>>>>

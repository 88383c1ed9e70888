//! Reusable pipeline compositions.
//!
//! A pipeline is nothing but dependency declarations over the registry —
//! there is no separate executor. The [`Sequence`] builder contributes
//! ordering edges between consecutive steps (run-sequence semantics),
//! and an aggregate task at the end requires every step, so targeting
//! the aggregate runs the whole pipeline while a watch binding can still
//! target a single step without dragging the rest along.

use std::sync::Arc;

use camino::Utf8PathBuf;

use crate::config::DeployTarget;
use crate::error::RegistryError;
use crate::graph::Registry;
use crate::hash::Fingerprint;
use crate::task::{Action, ActionResult, TaskContext, TaskId, TaskSpec};
#[cfg(feature = "live")]
use crate::watch::WatchBinding;

/// Builder for run-sequence composition: each step runs after the
/// previous one, a group's members run concurrently as a single step.
pub struct Sequence<'r> {
    registry: &'r mut Registry,
    prev: Vec<TaskId>,
    seen: Vec<TaskId>,
}

impl<'r> Sequence<'r> {
    pub fn new(registry: &'r mut Registry) -> Self {
        Self {
            registry,
            prev: Vec::new(),
            seen: Vec::new(),
        }
    }

    /// Append one sequential step.
    pub fn step(mut self, task: TaskId) -> Result<Self, RegistryError> {
        for &prev in &self.prev {
            self.registry.add_order(prev, task)?;
        }
        self.seen.push(task);
        self.prev = vec![task];
        Ok(self)
    }

    /// Append a set of tasks which run concurrently as one step.
    pub fn group(mut self, tasks: impl IntoIterator<Item = TaskId>) -> Result<Self, RegistryError> {
        let tasks: Vec<_> = tasks.into_iter().collect();
        for &task in &tasks {
            for &prev in &self.prev {
                self.registry.add_order(prev, task)?;
            }
            self.seen.push(task);
        }
        self.prev = tasks;
        Ok(self)
    }

    /// Register an aggregate task requiring every step of the sequence,
    /// so the whole pipeline runs whenever the aggregate is targeted.
    pub fn finish(
        self,
        name: impl Into<Box<str>>,
        action: impl Action + 'static,
    ) -> Result<TaskId, RegistryError> {
        let seen = self.seen;
        self.registry.register(TaskSpec::new(name, action).after(seen))
    }
}

/// Source and output directory layout of the project.
#[derive(Debug, Clone)]
pub struct ProjectLayout {
    pub src: Utf8PathBuf,
    pub dest: Utf8PathBuf,
    pub views: Utf8PathBuf,
    pub styles: Utf8PathBuf,
    pub scripts: Utf8PathBuf,
    pub assets: Utf8PathBuf,
    pub dest_styles: Utf8PathBuf,
    pub dest_scripts: Utf8PathBuf,
}

impl ProjectLayout {
    pub fn rooted(src: impl AsRef<str>, dest: impl AsRef<str>) -> Self {
        let src = Utf8PathBuf::from(src.as_ref());
        let dest = Utf8PathBuf::from(dest.as_ref());
        Self {
            views: src.join("views"),
            styles: src.join("styles"),
            scripts: src.join("scripts"),
            assets: src.join("assets"),
            dest_styles: dest.join("css"),
            dest_scripts: dest.join("js"),
            src,
            dest,
        }
    }
}

impl Default for ProjectLayout {
    fn default() -> Self {
        Self::rooted("app", "public")
    }
}

/// The compiler-shaped actions of the build pipeline, injected by the
/// caller. Kumade never links a template engine, a CSS compiler or a
/// linter itself.
pub struct Toolchain {
    pub templates: Arc<dyn Action>,
    pub styles: Arc<dyn Action>,
    pub app_styles: Arc<dyn Action>,
    pub lint_scripts: Arc<dyn Action>,
    pub scripts: Arc<dyn Action>,
    pub lib_scripts: Arc<dyn Action>,
    pub lint_app_scripts: Arc<dyn Action>,
    pub app_scripts: Arc<dyn Action>,
}

/// Handles to every task of the wired build pipeline.
pub struct BuildPipeline {
    pub build: TaskId,
    pub clean: TaskId,
    pub templates: TaskId,
    pub styles: TaskId,
    pub app_styles: TaskId,
    pub lint_scripts: TaskId,
    pub scripts: TaskId,
    pub lib_scripts: TaskId,
    pub lint_app_scripts: TaskId,
    pub app_scripts: TaskId,
    pub copy_assets: TaskId,
}

/// The validity unit closed by a failed build, consulted by publishers.
const DEPLOY_UNIT: &str = "deploy";

/// Wire the canonical build pipeline: clean, then styles and templates
/// in parallel, then app-styles, then the lint/compile script chain,
/// then asset copying, capped by the `build` aggregate. The lint steps
/// guard their script units; the compile steps require them.
pub fn wire_build(
    registry: &mut Registry,
    layout: &ProjectLayout,
    tools: Toolchain,
) -> Result<BuildPipeline, RegistryError> {
    let clean = registry.register(TaskSpec::new("clean", clean_action(layout.clone())))?;
    let templates =
        registry.register(TaskSpec::from_arc("templates", tools.templates).group("static"))?;
    let styles = registry.register(TaskSpec::from_arc("styles", tools.styles).group("static"))?;
    let app_styles = registry.register(TaskSpec::from_arc("app-styles", tools.app_styles))?;
    let lint_scripts = registry
        .register(TaskSpec::from_arc("lint-scripts", tools.lint_scripts).guards("scripts"))?;
    let scripts = registry.register(
        TaskSpec::from_arc("scripts", tools.scripts)
            .after([lint_scripts])
            .requires("scripts"),
    )?;
    let lib_scripts = registry.register(TaskSpec::from_arc("lib-scripts", tools.lib_scripts))?;
    let lint_app_scripts = registry.register(
        TaskSpec::from_arc("lint-app-scripts", tools.lint_app_scripts).guards("app-scripts"),
    )?;
    let app_scripts = registry.register(
        TaskSpec::from_arc("app-scripts", tools.app_scripts)
            .after([lint_app_scripts])
            .requires("app-scripts"),
    )?;
    let copy_assets =
        registry.register(TaskSpec::new("copy-assets", copy_assets_action(layout.clone())))?;

    let build = Sequence::new(registry)
        .step(clean)?
        .group([templates, styles])?
        .step(app_styles)?
        .step(lint_scripts)?
        .step(scripts)?
        .step(lib_scripts)?
        .step(lint_app_scripts)?
        .step(app_scripts)?
        .step(copy_assets)?
        .finish("build", gate_on_run(DEPLOY_UNIT))?;

    Ok(BuildPipeline {
        build,
        clean,
        templates,
        styles,
        app_styles,
        lint_scripts,
        scripts,
        lib_scripts,
        lint_app_scripts,
        app_scripts,
        copy_assets,
    })
}

/// Handles to the deploy pipeline variants.
pub struct DeployPipeline {
    pub publish_pages: TaskId,
    pub publish_remote: TaskId,
    pub deploy: TaskId,
    pub deploy_remote: TaskId,
    pub deploy_full: TaskId,
}

impl DeployPipeline {
    /// Variant selection is a pure function of the run configuration,
    /// not part of the graph.
    pub fn select(&self, target: DeployTarget) -> TaskId {
        match target {
            DeployTarget::Pages => self.deploy,
            DeployTarget::Remote => self.deploy_remote,
            DeployTarget::Both => self.deploy_full,
        }
    }
}

/// Wire the deploy pipelines over an existing `build` aggregate. Both
/// publishers require the build to have finished cleanly; a failed
/// build suppresses publishing without aborting the run.
pub fn wire_deploy(
    registry: &mut Registry,
    build: TaskId,
    publish_pages: Arc<dyn Action>,
    publish_remote: Arc<dyn Action>,
) -> Result<DeployPipeline, RegistryError> {
    let pages = registry.register(
        TaskSpec::from_arc("publish-pages", publish_pages)
            .after([build])
            .requires(DEPLOY_UNIT),
    )?;
    let remote = registry.register(
        TaskSpec::from_arc("publish-remote", publish_remote)
            .after([build])
            .requires(DEPLOY_UNIT),
    )?;

    let deploy = registry.register(TaskSpec::new("deploy", noop).after([pages]))?;
    let deploy_remote = registry.register(TaskSpec::new("deploy-remote", noop).after([remote]))?;
    let deploy_full =
        registry.register(TaskSpec::new("deploy-full", noop).after([pages, remote]))?;

    Ok(DeployPipeline {
        publish_pages: pages,
        publish_remote: remote,
        deploy,
        deploy_remote,
        deploy_full,
    })
}

/// The standard watch table for the canonical layout: path globs mapped
/// to the tasks they trigger and the cache partitions they invalidate.
/// Partial and core directories re-run the aggregate steps; core style
/// changes additionally flush the per-file style cache.
#[cfg(feature = "live")]
pub fn standard_bindings(layout: &ProjectLayout, build: &BuildPipeline) -> Vec<WatchBinding> {
    vec![
        WatchBinding::new(
            "templates",
            [format!("{}/**/*.pug", layout.views)],
            [build.templates],
        ),
        WatchBinding::new(
            "template-partials",
            [format!("{}/_*/**/*.pug", layout.views)],
            [build.templates],
        )
        .invalidating("templates"),
        WatchBinding::new(
            "styles",
            [format!("{}/**/*.scss", layout.styles)],
            [build.styles],
        ),
        WatchBinding::new(
            "style-partials",
            [format!("{}/_partial/**/*.scss", layout.styles)],
            [build.app_styles],
        ),
        WatchBinding::new(
            "style-cores",
            [format!("{}/_cores/**/*.scss", layout.styles)],
            [build.styles, build.app_styles],
        )
        .invalidating("styles"),
        WatchBinding::new(
            "scripts",
            [format!("{}/**/*.jsx", layout.scripts)],
            [build.scripts],
        ),
        WatchBinding::new(
            "lib-scripts",
            [format!("{}/_lib/**/*.js", layout.scripts)],
            [build.lib_scripts],
        ),
        WatchBinding::new(
            "app-scripts",
            [format!("{}/_partial/**/*.jsx", layout.scripts)],
            [build.app_scripts],
        ),
        WatchBinding::new(
            "assets",
            [format!("{}/**/*", layout.assets)],
            [build.copy_assets],
        ),
    ]
}

fn noop(_: &TaskContext) -> ActionResult {
    Ok(Vec::new())
}

/// Close or reopen `unit` based on whether the run has failed so far.
/// Used by the `build` aggregate, which runs after every other step.
fn gate_on_run(unit: &'static str) -> impl Action {
    move |ctx: &TaskContext| -> ActionResult {
        ctx.gates.set(unit, !ctx.run_has_failures());
        Ok(Vec::new())
    }
}

/// Reset the fingerprint cache and clear the output directory.
pub fn clean_action(layout: ProjectLayout) -> impl Action {
    move |ctx: &TaskContext| -> ActionResult {
        ctx.cache.invalidate_all();
        crate::io::clear_dest(&layout.dest)?;
        Ok(Vec::new())
    }
}

/// Copy static assets into the output tree, skipping files whose
/// fingerprint is already cached under this task's partition.
pub fn copy_assets_action(layout: ProjectLayout) -> impl Action {
    move |ctx: &TaskContext| -> ActionResult {
        let mut outputs = Vec::new();

        for file in crate::io::walk_files(&layout.assets)? {
            let fingerprint = match Fingerprint::of_file(file.clone()) {
                Ok(fingerprint) => fingerprint,
                Err(err) => {
                    ctx.error_with(file.to_string(), err.to_string());
                    continue;
                }
            };
            if ctx.cache.has(ctx.source(), &fingerprint) {
                continue;
            }

            match crate::io::copy_into(&file, &layout.assets, &layout.dest) {
                Ok(target) => {
                    ctx.cache.remember(ctx.source(), fingerprint);
                    outputs.push(target);
                }
                Err(err) => ctx.error_with(file.to_string(), err.to_string()),
            }
        }

        Ok(outputs)
    }
}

<<<<

What the exercise asks →
Among the lines above, which ones include the word "publishers"? Copy them.

Task answer →
/// The validity unit closed by a failed build, consulted by publishers.
/// publishers require the build to have finished cleanly; a failed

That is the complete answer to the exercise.